[Input data — start]

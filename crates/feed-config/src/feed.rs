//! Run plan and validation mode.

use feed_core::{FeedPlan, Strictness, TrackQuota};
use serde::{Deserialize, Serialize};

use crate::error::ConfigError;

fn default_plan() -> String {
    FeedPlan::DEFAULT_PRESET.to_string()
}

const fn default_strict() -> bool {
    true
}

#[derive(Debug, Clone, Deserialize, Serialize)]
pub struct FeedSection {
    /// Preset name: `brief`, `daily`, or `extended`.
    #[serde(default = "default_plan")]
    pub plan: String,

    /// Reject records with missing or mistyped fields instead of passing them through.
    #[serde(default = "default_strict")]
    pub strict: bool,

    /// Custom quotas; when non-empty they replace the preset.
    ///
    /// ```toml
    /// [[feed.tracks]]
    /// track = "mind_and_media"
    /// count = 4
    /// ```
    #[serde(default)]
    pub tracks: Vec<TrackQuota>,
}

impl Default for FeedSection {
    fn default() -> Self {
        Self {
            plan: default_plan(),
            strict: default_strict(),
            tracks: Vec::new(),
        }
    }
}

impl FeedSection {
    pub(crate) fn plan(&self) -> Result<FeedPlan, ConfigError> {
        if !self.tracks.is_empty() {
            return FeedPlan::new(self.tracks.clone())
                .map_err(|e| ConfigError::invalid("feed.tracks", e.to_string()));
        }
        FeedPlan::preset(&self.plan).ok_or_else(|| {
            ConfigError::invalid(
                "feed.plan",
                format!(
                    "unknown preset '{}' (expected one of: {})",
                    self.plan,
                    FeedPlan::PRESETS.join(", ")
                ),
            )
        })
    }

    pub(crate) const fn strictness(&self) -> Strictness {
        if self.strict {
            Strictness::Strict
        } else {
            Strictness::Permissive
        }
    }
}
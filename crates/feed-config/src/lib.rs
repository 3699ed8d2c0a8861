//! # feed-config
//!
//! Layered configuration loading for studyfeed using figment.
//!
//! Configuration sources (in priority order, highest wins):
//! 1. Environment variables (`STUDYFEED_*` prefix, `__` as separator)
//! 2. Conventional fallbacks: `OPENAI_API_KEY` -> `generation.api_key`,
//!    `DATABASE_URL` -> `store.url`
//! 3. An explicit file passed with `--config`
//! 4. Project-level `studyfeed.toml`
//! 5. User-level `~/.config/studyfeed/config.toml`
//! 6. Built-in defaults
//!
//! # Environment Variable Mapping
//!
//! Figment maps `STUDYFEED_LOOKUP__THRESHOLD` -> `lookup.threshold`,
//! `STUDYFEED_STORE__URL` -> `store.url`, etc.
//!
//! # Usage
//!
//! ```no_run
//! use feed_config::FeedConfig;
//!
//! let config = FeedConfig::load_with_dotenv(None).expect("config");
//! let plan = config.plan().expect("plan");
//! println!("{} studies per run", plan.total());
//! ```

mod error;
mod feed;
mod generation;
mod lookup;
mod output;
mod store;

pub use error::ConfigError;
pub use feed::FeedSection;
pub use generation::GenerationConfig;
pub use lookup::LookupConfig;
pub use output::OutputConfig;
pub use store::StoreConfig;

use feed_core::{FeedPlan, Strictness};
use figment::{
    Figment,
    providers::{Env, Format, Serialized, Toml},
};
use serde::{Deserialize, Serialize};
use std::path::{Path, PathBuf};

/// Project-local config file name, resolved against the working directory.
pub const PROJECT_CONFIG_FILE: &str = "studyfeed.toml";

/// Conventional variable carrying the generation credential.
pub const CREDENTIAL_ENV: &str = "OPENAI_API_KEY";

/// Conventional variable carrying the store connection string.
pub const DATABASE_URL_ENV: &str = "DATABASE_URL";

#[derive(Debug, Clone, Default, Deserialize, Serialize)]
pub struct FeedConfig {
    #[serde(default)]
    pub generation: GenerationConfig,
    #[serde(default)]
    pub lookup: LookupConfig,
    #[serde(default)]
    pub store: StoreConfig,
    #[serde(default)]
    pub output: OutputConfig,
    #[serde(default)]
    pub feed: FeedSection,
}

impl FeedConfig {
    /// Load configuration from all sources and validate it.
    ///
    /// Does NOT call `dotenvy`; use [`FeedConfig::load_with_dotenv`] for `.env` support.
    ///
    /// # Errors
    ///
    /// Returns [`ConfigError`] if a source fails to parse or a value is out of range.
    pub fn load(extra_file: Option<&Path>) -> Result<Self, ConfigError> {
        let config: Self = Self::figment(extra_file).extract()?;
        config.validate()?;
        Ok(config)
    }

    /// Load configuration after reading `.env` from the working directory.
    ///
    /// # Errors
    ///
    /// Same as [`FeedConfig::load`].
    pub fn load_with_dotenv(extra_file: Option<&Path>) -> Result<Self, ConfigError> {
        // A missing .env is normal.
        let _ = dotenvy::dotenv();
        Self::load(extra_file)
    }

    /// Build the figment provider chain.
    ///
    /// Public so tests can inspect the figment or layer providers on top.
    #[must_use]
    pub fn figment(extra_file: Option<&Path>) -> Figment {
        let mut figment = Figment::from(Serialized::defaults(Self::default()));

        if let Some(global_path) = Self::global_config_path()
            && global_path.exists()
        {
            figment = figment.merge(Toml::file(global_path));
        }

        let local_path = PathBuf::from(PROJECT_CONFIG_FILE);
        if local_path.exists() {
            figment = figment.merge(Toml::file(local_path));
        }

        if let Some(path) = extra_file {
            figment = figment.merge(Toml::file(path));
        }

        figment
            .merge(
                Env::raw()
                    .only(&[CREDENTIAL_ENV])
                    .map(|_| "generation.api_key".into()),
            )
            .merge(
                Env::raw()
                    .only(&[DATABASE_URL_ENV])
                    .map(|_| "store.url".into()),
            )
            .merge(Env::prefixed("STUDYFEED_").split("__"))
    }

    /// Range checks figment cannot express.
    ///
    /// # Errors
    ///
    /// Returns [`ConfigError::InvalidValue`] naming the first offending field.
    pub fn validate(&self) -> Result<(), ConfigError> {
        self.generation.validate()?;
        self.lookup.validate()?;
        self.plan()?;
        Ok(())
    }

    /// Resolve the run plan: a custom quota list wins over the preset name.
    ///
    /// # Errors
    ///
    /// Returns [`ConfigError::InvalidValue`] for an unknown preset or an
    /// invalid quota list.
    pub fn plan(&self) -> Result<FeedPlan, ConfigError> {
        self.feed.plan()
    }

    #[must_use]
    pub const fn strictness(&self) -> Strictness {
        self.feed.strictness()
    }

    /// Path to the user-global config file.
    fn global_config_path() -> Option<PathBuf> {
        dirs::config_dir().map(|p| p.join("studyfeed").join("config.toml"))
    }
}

[Input data — finish]

Directions for this task: For the word "FeedSection", return every line of the records that holds it.

Finished task:
pub struct FeedSection {
impl Default for FeedSection {
impl FeedSection {
pub use feed::FeedSection;
    pub feed: FeedSection,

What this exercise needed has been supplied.